Ms. Fleeson indicates that perhaps one trouble with the present school problem was that Washington drew to it, for the most part, successful, well-to-do, mature citizens, the children of whom were not victims of the present classroom shortage, and, as a French philosopher had said, "one bears with equanimity the misfortunes of others."

Robert C. Ruark indicates that he had noticed recently double-columned ads for an organization called Arrow, Inc., which was collecting funds to aid the American Indians, the headline of the ad reading: "Being Sorry for Ira Hayes Is Not Enough." Mr. Hayes had been one of the six men who had been photographed raising the flag on Iwo Jima, immortalized in the statuary dedicated the prior November at Arlington National Cemetery. He was a full-blooded Pima Indian, who had been found dead of exposure on January 24 at age 32 on the reservation, not having been able to handle the bottle very well. He had sought to make it off the reservation but had returned in despair, saying that he had wanted to be on his own, but that the white man in Arizona looked down on the Indian and he did not believe he stood a chance anywhere off the reservation.
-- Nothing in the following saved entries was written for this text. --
//! Docker and GraphDB clients against an in-process fake server.

use scs_runtime::{
    ContainerBackend, ContainerSpec, DockerApiBackend, GraphDbBackend, Mount, TriplestoreBackend,
};
use scs_schema::{ContainerId, VolumeName};
use std::collections::HashSet;
use std::io::Read;
use std::sync::{Arc, Mutex};
use tiny_http::{Header, Response, Server};

#[derive(Default)]
struct FakeState {
    containers: HashSet<String>,
    started: HashSet<String>,
    volumes: HashSet<String>,
    repositories: HashSet<String>,
    bodies: Vec<String>,
    auth: Vec<Option<String>>,
}

struct FakeEngine {
    url: String,
    state: Arc<Mutex<FakeState>>,
    server: Arc<Server>,
}

fn json(status: u16, body: &str) -> Response<std::io::Cursor<Vec<u8>>> {
    Response::from_string(body)
        .with_status_code(status)
        .with_header(Header::from_bytes("Content-Type", "application/json").unwrap())
}

fn handle(state: &Mutex<FakeState>, mut request: tiny_http::Request) {
    let mut body = String::new();
    let _ = request.as_reader().read_to_string(&mut body);
    let method = request.method().to_string();
    let url = request.url().to_owned();
    let path = url.split('?').next().unwrap_or_default().to_owned();
    let mut st = state.lock().unwrap();
    st.auth.push(
        request
            .headers()
            .iter()
            .find(|h| h.field.equiv("Authorization"))
            .map(|h| h.value.to_string()),
    );
    if !body.is_empty() {
        st.bodies.push(body.clone());
    }
    let segments: Vec<&str> = path.trim_start_matches('/').split('/').collect();
    let response = match (method.as_str(), segments.as_slice()) {
        ("POST", ["containers", "create"]) => {
            let name = url.split("name=").nth(1).unwrap_or("anon").to_owned();
            if st.containers.contains(&name) {
                json(409, r#"{"message": "Conflict. name already in use"}"#)
            } else {
                st.containers.insert(name.clone());
                json(201, &format!(r#"{{"Id": "{name}", "Warnings": []}}"#))
            }
        }
        ("POST", ["containers", id, "start"]) => {
            if st.containers.contains(*id) {
                st.started.insert((*id).to_owned());
                json(204, "")
            } else {
                json(404, r#"{"message": "No such container"}"#)
            }
        }
        ("GET", ["containers", id, "json"]) => {
            if st.containers.contains(*id) {
                let running = st.started.contains(*id);
                json(
                    200,
                    &format!(
                        r#"{{"Id": "{id}", "State": {{"Running": {running}, "Status": "{}", "ExitCode": 0}}}}"#,
                        if running { "running" } else { "created" }
                    ),
                )
            } else {
                json(404, r#"{"message": "No such container"}"#)
            }
        }
        ("DELETE", ["containers", id]) => {
            if st.containers.remove(*id) {
                json(204, "")
            } else {
                json(404, r#"{"message": "No such container"}"#)
            }
        }
        ("POST", ["volumes", "create"]) => {
            let v: serde_json::Value = serde_json::from_str(&body).unwrap_or_default();
            let name = v["Name"].as_str().unwrap_or_default().to_owned();
            st.volumes.insert(name.clone());
            json(201, &format!(r#"{{"Name": "{name}"}}"#))
        }
        ("GET", ["volumes", name]) => {
            if st.volumes.contains(*name) {
                json(200, &format!(r#"{{"Name": "{name}"}}"#))
            } else {
                json(404, r#"{"message": "no such volume"}"#)
            }
        }
        ("DELETE", ["volumes", name]) => {
            if st.volumes.remove(*name) {
                json(204, "")
            } else {
                json(404, r#"{"message": "no such volume"}"#)
            }
        }
        ("POST", ["rest", "repositories"]) => {
            let v: serde_json::Value = serde_json::from_str(&body).unwrap_or_default();
            let id = v["id"].as_str().unwrap_or_default().to_owned();
            if st.repositories.insert(id) {
                json(201, "")
            } else {
                json(400, "Repository already exists")
            }
        }
        ("GET", ["rest", "repositories", id]) => {
            if st.repositories.contains(*id) {
                json(200, &format!(r#"{{"id": "{id}"}}"#))
            } else {
                json(404, "")
            }
        }
        ("DELETE", ["rest", "repositories", id]) => {
            if st.repositories.remove(*id) {
                json(200, "")
            } else {
                json(404, "")
            }
        }
        _ => json(500, "unexpected request"),
    };
    drop(st);
    let _ = request.respond(response);
}

impl FakeEngine {
    fn start() -> Self {
        let server = Arc::new(Server::http("127.0.0.1:0").unwrap());
        let port = server.server_addr().to_ip().unwrap().port();
        let state = Arc::new(Mutex::new(FakeState::default()));
        let srv = Arc::clone(&server);
        let st = Arc::clone(&state);
        std::thread::spawn(move || {
            for request in srv.incoming_requests() {
                handle(&st, request);
            }
        });
        Self {
            url: format!("http://127.0.0.1:{port}"),
            state,
            server,
        }
    }
}

impl Drop for FakeEngine {
    fn drop(&mut self) {
        self.server.unblock();
    }
}

#[test]
fn docker_container_lifecycle() {
    let fake = FakeEngine::start();
    let docker = DockerApiBackend::new(&fake.url, Some("secret-token".to_owned()));

    let mut spec = ContainerSpec {
        name: "demo-app".to_owned(),
        image: "wisski:latest".to_owned(),
        ..ContainerSpec::default()
    };
    spec.mounts.push(Mount::volume(
        VolumeName::new("demo-app-data"),
        "/var/www/html",
    ));
    let id = docker.create_container(&spec).unwrap();
    assert_eq!(id.as_str(), "demo-app");

    let state = docker.inspect_container(&id).unwrap().unwrap();
    assert!(!state.running);
    assert_eq!(state.exit_code, None);

    docker.start_container(&id).unwrap();
    assert!(docker.inspect_container(&id).unwrap().unwrap().running);

    let err = docker.create_container(&spec).unwrap_err();
    assert!(err.to_string().contains("409"));

    docker.remove_container(&id).unwrap();
    assert!(!docker.container_exists(&id).unwrap());
    docker.remove_container(&id).unwrap();

    let state = fake.state.lock().unwrap();
    assert!(state.bodies[0].contains("demo-app-data"));
    assert!(state
        .auth
        .iter()
        .all(|a| a.as_deref() == Some("Bearer secret-token")));
}

#[test]
fn docker_start_missing_container_fails() {
    let fake = FakeEngine::start();
    let docker = DockerApiBackend::new(&fake.url, None);
    let err = docker
        .start_container(&ContainerId::new("ghost"))
        .unwrap_err();
    assert!(err.to_string().contains("No such container"));
}

#[test]
fn docker_volumes() {
    let fake = FakeEngine::start();
    let docker = DockerApiBackend::new(&fake.url, None);
    let name = VolumeName::new("demo-files");
    assert!(!docker.volume_exists(&name).unwrap());
    docker.create_volume(&name).unwrap();
    assert!(docker.volume_exists(&name).unwrap());
    docker.remove_volume(&name).unwrap();
    docker.remove_volume(&name).unwrap();
    assert!(!docker.volume_exists(&name).unwrap());
}

#[test]
fn graphdb_repository_lifecycle() {
    let fake = FakeEngine::start();
    let graphdb = GraphDbBackend::new(&format!("{}/", fake.url), None);
    assert!(!graphdb.repository_exists("demo-ts").unwrap());
    graphdb.create_repository("demo-ts", "Demo").unwrap();
    assert!(graphdb.repository_exists("demo-ts").unwrap());

    let err = graphdb.create_repository("demo-ts", "Demo").unwrap_err();
    assert!(err.to_string().contains("already exists"));

    graphdb.delete_repository("demo-ts").unwrap();
    graphdb.delete_repository("demo-ts").unwrap();
    assert!(!graphdb.repository_exists("demo-ts").unwrap());
}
Mr. Ruark suggests that many Indians, largely of mixed blood, had been able to make it off the reservation and were now proud of their Indian blood, but there were about a half million full-blooded Indians in the country, mostly on reservations, who had received "a pretty dirty shake." The latter were ravaged by disease, especially tuberculosis among the Navajo, low educational level, and, until recently, had been denied the vote, and, for the most part, earned small incomes.

He posits that his column should not have to be written at all, because Arrow, Inc., for "the relief of the benighted redskin, should not be necessary." He indicates that the noble Indian had been pushed around ever since white men had arrived on the continent and had appropriated the Indian's country. "The record of dispossession, exploitation, neglect and disinterest would rival that of any totalitarian group we are being so busy about on an international scale these days."

Despite sending aid all over the world to help other peoples, practically nothing had been done about the country's own aboriginals, and, he suggests, the least which could be done was to pause briefly in the vast international spending of the country and divert a few funds from foreign aid to the improvement of the lot of the people "who owned the real estate first."